Exercise goal – Tally the lines of the data below that contain the string "pixels". Give the tally and nothing else.

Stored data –
+ + +
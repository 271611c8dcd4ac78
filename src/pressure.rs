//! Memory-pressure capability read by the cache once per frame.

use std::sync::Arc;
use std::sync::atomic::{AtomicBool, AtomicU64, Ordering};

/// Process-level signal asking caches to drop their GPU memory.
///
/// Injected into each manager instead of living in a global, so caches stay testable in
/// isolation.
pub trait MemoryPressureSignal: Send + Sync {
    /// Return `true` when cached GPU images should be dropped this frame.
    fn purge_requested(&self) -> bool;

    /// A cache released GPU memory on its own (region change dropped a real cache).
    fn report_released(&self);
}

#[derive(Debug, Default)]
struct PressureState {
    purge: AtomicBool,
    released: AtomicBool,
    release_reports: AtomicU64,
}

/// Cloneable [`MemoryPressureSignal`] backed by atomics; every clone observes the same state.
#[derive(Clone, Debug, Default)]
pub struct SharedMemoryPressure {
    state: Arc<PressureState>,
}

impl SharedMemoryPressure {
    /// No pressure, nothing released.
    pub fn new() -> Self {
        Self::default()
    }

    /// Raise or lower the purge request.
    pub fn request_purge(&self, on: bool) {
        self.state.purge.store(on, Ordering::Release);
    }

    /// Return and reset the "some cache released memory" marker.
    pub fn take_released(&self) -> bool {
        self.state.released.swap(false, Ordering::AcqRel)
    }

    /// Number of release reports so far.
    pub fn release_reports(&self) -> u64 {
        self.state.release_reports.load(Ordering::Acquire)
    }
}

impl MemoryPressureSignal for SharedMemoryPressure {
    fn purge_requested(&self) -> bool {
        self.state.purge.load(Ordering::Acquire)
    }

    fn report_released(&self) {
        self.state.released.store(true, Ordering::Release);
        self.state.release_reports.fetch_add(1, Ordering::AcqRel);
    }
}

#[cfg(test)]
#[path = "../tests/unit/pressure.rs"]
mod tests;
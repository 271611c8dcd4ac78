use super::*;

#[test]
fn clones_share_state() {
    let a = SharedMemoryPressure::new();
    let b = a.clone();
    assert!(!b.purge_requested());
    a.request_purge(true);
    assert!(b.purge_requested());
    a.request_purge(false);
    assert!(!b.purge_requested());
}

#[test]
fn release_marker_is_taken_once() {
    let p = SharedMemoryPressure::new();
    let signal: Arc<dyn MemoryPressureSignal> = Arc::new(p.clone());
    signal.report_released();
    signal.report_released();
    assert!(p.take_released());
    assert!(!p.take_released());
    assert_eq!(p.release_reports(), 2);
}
+ + +
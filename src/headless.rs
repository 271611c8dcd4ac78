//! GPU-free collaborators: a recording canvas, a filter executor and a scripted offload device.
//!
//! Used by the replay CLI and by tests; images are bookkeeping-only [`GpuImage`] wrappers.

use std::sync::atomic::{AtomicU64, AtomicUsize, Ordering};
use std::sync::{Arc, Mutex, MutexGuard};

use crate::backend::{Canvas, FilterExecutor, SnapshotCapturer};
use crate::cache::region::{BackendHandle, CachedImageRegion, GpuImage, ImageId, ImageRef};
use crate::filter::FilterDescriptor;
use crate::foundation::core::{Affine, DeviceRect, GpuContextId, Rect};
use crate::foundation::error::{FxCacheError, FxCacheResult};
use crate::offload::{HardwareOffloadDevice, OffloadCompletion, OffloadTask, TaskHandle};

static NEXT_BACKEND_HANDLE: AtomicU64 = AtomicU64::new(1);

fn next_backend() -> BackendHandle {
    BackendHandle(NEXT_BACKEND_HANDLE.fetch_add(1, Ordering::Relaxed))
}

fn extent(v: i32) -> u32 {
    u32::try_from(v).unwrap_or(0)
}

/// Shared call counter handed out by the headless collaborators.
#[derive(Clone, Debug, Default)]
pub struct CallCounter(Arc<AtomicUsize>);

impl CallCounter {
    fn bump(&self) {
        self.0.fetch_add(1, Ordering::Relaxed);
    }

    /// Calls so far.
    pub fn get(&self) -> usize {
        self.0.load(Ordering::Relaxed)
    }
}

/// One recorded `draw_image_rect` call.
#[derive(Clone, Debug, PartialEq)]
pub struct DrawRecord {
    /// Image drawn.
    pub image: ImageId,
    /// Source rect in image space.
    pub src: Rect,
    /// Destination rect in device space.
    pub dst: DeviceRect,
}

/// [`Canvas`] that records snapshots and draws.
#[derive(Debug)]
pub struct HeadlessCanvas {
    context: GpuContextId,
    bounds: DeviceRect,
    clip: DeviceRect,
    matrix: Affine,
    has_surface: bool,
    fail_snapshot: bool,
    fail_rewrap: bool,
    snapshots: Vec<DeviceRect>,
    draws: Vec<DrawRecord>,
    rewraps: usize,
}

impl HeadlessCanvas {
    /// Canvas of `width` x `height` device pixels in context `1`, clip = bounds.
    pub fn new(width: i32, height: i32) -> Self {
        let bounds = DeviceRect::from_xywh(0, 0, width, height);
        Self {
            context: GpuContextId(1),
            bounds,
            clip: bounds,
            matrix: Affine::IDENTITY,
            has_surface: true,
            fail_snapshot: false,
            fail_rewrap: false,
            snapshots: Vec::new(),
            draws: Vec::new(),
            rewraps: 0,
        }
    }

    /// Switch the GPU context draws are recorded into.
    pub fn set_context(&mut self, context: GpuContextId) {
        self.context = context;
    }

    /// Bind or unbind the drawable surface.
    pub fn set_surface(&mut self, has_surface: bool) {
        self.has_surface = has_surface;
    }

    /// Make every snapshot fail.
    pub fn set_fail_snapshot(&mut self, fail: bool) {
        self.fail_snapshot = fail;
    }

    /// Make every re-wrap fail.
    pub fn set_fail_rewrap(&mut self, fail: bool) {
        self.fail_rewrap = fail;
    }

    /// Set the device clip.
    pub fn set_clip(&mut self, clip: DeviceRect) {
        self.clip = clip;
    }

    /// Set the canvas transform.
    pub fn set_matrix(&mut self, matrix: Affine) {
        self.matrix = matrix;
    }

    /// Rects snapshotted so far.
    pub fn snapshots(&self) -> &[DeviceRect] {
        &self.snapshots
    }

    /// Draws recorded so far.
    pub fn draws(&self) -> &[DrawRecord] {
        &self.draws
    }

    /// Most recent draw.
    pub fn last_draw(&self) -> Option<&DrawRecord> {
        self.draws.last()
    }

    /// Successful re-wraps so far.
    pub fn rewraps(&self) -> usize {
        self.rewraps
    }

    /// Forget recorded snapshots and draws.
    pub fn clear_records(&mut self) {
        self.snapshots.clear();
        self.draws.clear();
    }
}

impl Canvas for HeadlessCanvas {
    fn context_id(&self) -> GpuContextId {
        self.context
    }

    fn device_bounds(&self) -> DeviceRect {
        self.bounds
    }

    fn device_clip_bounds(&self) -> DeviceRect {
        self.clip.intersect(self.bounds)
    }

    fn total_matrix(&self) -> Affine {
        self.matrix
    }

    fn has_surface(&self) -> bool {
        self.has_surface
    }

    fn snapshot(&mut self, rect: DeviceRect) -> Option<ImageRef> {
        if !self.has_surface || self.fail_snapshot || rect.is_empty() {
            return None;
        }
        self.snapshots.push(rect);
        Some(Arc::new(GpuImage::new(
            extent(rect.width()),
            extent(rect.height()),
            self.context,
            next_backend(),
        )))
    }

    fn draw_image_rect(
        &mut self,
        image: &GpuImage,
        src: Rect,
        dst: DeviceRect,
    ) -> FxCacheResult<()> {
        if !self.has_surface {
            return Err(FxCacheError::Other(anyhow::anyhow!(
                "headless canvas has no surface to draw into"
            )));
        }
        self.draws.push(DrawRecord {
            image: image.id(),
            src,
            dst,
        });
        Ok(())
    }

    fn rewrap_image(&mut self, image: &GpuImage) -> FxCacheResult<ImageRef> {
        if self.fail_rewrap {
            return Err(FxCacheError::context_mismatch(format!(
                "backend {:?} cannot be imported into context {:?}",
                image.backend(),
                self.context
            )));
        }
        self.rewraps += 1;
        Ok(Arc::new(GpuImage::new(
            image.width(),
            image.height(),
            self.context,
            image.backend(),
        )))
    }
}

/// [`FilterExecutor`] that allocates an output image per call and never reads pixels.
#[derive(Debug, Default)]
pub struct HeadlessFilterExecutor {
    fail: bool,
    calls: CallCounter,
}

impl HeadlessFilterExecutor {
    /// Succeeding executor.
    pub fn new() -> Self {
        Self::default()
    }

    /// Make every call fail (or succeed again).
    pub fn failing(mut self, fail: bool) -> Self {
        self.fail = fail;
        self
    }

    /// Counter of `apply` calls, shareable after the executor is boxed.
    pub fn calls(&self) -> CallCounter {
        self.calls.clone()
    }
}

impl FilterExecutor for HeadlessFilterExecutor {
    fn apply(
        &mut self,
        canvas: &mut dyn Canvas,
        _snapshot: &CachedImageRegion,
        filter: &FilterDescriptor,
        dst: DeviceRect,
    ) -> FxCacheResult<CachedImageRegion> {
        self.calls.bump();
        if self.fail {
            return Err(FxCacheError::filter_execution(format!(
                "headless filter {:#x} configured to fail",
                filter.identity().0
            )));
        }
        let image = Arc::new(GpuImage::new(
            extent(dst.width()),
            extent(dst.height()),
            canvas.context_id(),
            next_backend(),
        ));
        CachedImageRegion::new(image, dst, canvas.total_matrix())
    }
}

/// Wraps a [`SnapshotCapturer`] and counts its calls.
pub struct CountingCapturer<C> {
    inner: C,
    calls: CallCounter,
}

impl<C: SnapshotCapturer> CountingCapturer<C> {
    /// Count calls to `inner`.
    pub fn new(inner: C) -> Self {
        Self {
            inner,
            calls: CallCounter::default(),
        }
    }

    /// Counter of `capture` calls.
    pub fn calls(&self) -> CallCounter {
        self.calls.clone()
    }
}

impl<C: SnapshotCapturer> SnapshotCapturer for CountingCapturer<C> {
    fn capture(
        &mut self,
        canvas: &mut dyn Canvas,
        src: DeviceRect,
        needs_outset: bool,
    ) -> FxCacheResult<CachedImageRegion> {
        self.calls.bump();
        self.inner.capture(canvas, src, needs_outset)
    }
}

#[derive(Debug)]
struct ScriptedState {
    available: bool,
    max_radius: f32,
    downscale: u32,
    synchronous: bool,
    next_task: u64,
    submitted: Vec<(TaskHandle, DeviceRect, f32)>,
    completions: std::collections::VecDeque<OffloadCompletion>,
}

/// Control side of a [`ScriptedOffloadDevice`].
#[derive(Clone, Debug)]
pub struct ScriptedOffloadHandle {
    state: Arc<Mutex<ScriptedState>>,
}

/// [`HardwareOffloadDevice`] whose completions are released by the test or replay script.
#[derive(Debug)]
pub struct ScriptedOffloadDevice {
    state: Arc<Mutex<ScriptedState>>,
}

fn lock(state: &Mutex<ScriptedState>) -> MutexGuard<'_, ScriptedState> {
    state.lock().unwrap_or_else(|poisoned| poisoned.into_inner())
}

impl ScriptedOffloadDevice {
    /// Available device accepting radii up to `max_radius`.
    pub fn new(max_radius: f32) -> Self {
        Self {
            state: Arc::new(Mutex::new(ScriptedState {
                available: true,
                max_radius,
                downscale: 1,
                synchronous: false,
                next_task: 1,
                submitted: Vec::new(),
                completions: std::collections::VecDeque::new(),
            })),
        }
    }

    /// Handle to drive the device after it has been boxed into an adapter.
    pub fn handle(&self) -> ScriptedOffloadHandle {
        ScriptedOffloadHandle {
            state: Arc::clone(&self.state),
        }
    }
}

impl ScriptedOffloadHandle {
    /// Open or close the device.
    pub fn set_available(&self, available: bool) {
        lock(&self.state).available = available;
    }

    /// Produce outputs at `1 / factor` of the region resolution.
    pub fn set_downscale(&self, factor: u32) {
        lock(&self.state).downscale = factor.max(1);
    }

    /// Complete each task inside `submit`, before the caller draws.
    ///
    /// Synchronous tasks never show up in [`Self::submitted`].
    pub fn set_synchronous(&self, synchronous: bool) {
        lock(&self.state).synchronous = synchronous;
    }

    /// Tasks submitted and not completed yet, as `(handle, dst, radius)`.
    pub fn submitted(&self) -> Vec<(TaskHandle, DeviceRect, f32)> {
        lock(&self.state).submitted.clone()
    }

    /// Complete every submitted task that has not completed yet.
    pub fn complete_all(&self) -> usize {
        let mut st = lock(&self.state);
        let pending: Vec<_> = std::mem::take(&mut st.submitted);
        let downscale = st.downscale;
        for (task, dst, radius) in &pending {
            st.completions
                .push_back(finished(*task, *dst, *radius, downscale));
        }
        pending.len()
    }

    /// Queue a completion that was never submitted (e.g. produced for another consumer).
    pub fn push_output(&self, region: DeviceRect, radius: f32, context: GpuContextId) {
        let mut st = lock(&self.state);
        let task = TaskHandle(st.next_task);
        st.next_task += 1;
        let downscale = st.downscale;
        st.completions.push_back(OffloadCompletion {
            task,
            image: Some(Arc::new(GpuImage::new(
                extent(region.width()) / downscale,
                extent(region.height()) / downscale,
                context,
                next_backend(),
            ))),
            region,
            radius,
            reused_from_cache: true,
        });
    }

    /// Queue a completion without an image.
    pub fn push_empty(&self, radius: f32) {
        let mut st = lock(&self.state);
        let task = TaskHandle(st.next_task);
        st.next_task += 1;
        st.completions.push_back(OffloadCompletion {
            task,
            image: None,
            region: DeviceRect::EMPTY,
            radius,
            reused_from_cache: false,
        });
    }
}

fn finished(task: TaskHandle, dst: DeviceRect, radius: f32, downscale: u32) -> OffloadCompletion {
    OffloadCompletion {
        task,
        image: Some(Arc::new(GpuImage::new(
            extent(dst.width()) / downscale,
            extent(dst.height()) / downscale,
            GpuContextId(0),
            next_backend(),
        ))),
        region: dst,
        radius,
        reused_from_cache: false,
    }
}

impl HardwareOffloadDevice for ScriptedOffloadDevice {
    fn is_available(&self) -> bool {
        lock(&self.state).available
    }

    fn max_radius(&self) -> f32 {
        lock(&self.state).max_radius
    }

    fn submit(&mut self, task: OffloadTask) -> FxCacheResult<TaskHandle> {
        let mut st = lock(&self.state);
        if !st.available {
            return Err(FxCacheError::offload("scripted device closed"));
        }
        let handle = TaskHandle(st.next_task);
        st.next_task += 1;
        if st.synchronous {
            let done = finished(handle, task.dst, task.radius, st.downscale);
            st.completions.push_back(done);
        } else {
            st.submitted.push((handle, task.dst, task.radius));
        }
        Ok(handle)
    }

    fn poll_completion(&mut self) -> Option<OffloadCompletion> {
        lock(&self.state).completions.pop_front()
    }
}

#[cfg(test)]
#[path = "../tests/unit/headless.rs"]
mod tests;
+ + +
Exercise solution – 2